Tre chilometri a sud di Borobudur, i resti di Ratu Boko raccontano di quello che un tempo era un palazzo bellissimo: costruito nell’XVIII d.C. dalla dinastia buddista Syailendra, poi passato ai re indù Mataram, guardava dall’alto di una collina il vicino complesso sacro con un gioco di stanze e templi protetti da suggestivi cancelli d’ingresso. Il sito è un piccolo gioiello che vale la sosta prima di raggiungere Prambanan.
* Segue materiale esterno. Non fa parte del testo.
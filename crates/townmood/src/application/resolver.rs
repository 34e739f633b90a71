//! Board Resolver
//!
//! Turns a free-text location into a confirmed, accessible board name.
//! Direct search is tried first; when nothing confirms, a single
//! model-assisted fallback rewrites the query (one word, or "place, state"
//! with a nearest-larger-city lookup behind it). The fallback is expressed
//! as a bounded loop with a used flag, so the depth bound is structural.

use std::sync::Arc;

use crate::domain::errors::DomainError;
use crate::ports::repositories::GeoRepository;
use crate::ports::services::{ForumReadService, LlmProvider, WebSearchService};

/// Domain the board search is constrained to.
pub const FORUM_DOMAIN: &str = "reddit.com";

/// Radius for the nearest-larger-city lookup.
pub const FALLBACK_RADIUS_METERS: u32 = 100_000;

const BOARD_URL_PREFIXES: [&str; 2] = ["https://www.reddit.com/r/", "https://reddit.com/r/"];

/// Outcome of a resolution.
#[derive(Debug, Clone, PartialEq, Eq)]
pub enum Resolution {
    /// Confirmed board name, without the "r/" prefix.
    Board(String),
    /// No board could be confirmed after the bounded fallback.
    NotFound,
}

/// What the model proposed when direct search came up empty.
#[derive(Debug, Clone, PartialEq, Eq)]
enum Suggestion {
    Word(String),
    PlaceState { place: String, state: String },
    Unguessable,
}

/// Resolves free-text locations to confirmed board names.
pub struct BoardResolver {
    search: Arc<dyn WebSearchService>,
    forum: Arc<dyn ForumReadService>,
    model: Arc<dyn LlmProvider>,
    geo: Arc<dyn GeoRepository>,
}

impl BoardResolver {
    pub fn new(
        search: Arc<dyn WebSearchService>,
        forum: Arc<dyn ForumReadService>,
        model: Arc<dyn LlmProvider>,
        geo: Arc<dyn GeoRepository>,
    ) -> Self {
        Self {
            search,
            forum,
            model,
            geo,
        }
    }

    /// Resolve a location query to a board.
    ///
    /// Search and forum failures inside an attempt count as "no result" for
    /// that attempt; model and store failures during the fallback propagate.
    pub async fn resolve(&self, query: &str) -> Result<Resolution, DomainError> {
        let normalized = normalize_location(query);
        if normalized.is_empty() {
            return Ok(Resolution::NotFound);
        }

        let mut attempt_query = normalized.clone();
        let mut fallback_available = true;

        loop {
            if let Some(board) = self.attempt(&attempt_query).await {
                return Ok(Resolution::Board(board));
            }

            if !fallback_available {
                return Ok(Resolution::NotFound);
            }
            fallback_available = false;

            match self.suggest(&normalized).await? {
                Suggestion::Unguessable => return Ok(Resolution::NotFound),
                Suggestion::Word(word) => {
                    tracing::info!("💡 Retrying with suggested query {:?}", word);
                    attempt_query = normalize_location(&word);
                }
                Suggestion::PlaceState { place, state } => {
                    let combined = format!("{}, {}", place, state);
                    tracing::info!("💡 Retrying with suggested place {:?}", combined);
                    if let Some(board) = self.attempt(&combined).await {
                        return Ok(Resolution::Board(board));
                    }
                    match self.nearest_city(&place, &state).await? {
                        Some(city) => {
                            tracing::info!("🗺️ Retrying with nearest larger city {:?}", city);
                            attempt_query = normalize_location(&city);
                        }
                        None => return Ok(Resolution::NotFound),
                    }
                }
            }

            if attempt_query.is_empty() {
                return Ok(Resolution::NotFound);
            }
        }
    }

    /// One search pass: scan ranked hits for a board URL and confirm the
    /// first candidate the forum actually serves.
    async fn attempt(&self, query: &str) -> Option<String> {
        let search_query = format!("{} subreddit site:{}", query, FORUM_DOMAIN);
        let hits = match self.search.search(&search_query).await {
            Ok(hits) => hits,
            Err(err) => {
                tracing::warn!("⚠️ Search failed for {:?}: {}", query, err);
                return None;
            }
        };

        for hit in hits {
            let Some(board) = board_from_url(&hit.url) else {
                continue;
            };
            match self.forum.board_exists(&board).await {
                Ok(true) => {
                    tracing::info!("✅ Confirmed board r/{}", board);
                    return Some(board);
                }
                Ok(false) => continue,
                Err(err) => {
                    tracing::warn!("⚠️ Existence check failed for r/{}: {}", board, err);
                    continue;
                }
            }
        }

        None
    }

    /// Ask the model to rewrite the failed query.
    async fn suggest(&self, query: &str) -> Result<Suggestion, DomainError> {
        let prompt = format!(
            "A user in an app entered this city name as a location within the US, \
             but no major subreddit was found for it. If no state was provided, \
             return ONE single word that could be what the user could have been \
             referring to. If a state is included, return in the format \
             \"place, state\". If it is nonsense, return \"NONE\" - do NOT include \
             any explanations in any of the answers. Just the raw text. \
             This is the input: {}.",
            query
        );

        let reply = self.model.generate(&prompt).await?;
        Ok(parse_suggestion(&reply))
    }

    /// Nearest larger population center for a "place, state" pair.
    async fn nearest_city(&self, place: &str, state: &str) -> Result<Option<String>, DomainError> {
        let lookup = format!("{} {}", place, state);
        let Some(city) = self.geo.find_city(&lookup).await? else {
            return Ok(None);
        };
        self.geo
            .nearest_big_city(city.lat, city.lng, FALLBACK_RADIUS_METERS)
            .await
    }
}

/// Normalize a location query: case-fold and collapse whitespace.
pub fn normalize_location(input: &str) -> String {
    input
        .to_lowercase()
        .split_whitespace()
        .collect::<Vec<_>>()
        .join(" ")
}

/// Extract a board name from a search hit URL.
///
/// Accepts only a board root URL (optionally trailing-slashed) with a name
/// of word characters.
pub fn board_from_url(url: &str) -> Option<String> {
    let rest = BOARD_URL_PREFIXES
        .iter()
        .find_map(|prefix| url.strip_prefix(prefix))?;
    let name = rest.strip_suffix('/').unwrap_or(rest);

    if !name.is_empty()
        && name
            .chars()
            .all(|c| c.is_ascii_alphanumeric() || c == '_')
    {
        Some(name.to_string())
    } else {
        None
    }
}

/// Defensive parse of the model's rewrite reply.
fn parse_suggestion(reply: &str) -> Suggestion {
    let line = reply
        .lines()
        .map(str::trim)
        .find(|line| !line.is_empty())
        .unwrap_or("")
        .trim_matches(|c| c == '"' || c == '`')
        .trim();

    if line.is_empty() || line.eq_ignore_ascii_case("NONE") {
        return Suggestion::Unguessable;
    }

    if let Some((place, state)) = line.split_once(',') {
        let place = place.trim();
        let state = state.trim();
        if place.is_empty() {
            return Suggestion::Unguessable;
        }
        if state.is_empty() {
            return Suggestion::Word(place.to_string());
        }
        return Suggestion::PlaceState {
            place: place.to_string(),
            state: state.to_string(),
        };
    }

    Suggestion::Word(line.to_string())
}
Che non è solo un gigante sacro, un immenso tempio induista casa di Shiva il distruttore, Vishnu il custode e Brahma il creatore (a ognuno dei quali è dedicato un tempio). È anche un luogo “vivo”, sede di cerimonie, dove il binomio monumento-area sacra è cullato da un paesaggio di velluto verde che, fra viali e aiuole curatissimi, scandisce l’ingresso al complesso.

 

Monte Bromo

Deserto e surreale, al punto da sembrare alieno, il vulcano più famoso di Giava buca le nuvole emergendo da un mare di sabbia. È un cono increspato di 2.329 metri d’altezza, in una cornice di altri coni vulcanici, all’interno del parco nazionale di Bromo Tengger Semeru, dove si trovano ottimi lodge per dormire. Esperienza consigliata se volete svegliarvi all’alba (e sono in tanti a farlo) per ammirare il sole che incendia la caldera. PS Se l’attività eruttiva lo consente, fatevi portare fino alle pendici del vulcano: dal cratere fuoriescono zolfo, fumo, nubi di vapore, ma vi sembrerà lo spettacolo più bello e potente del creato.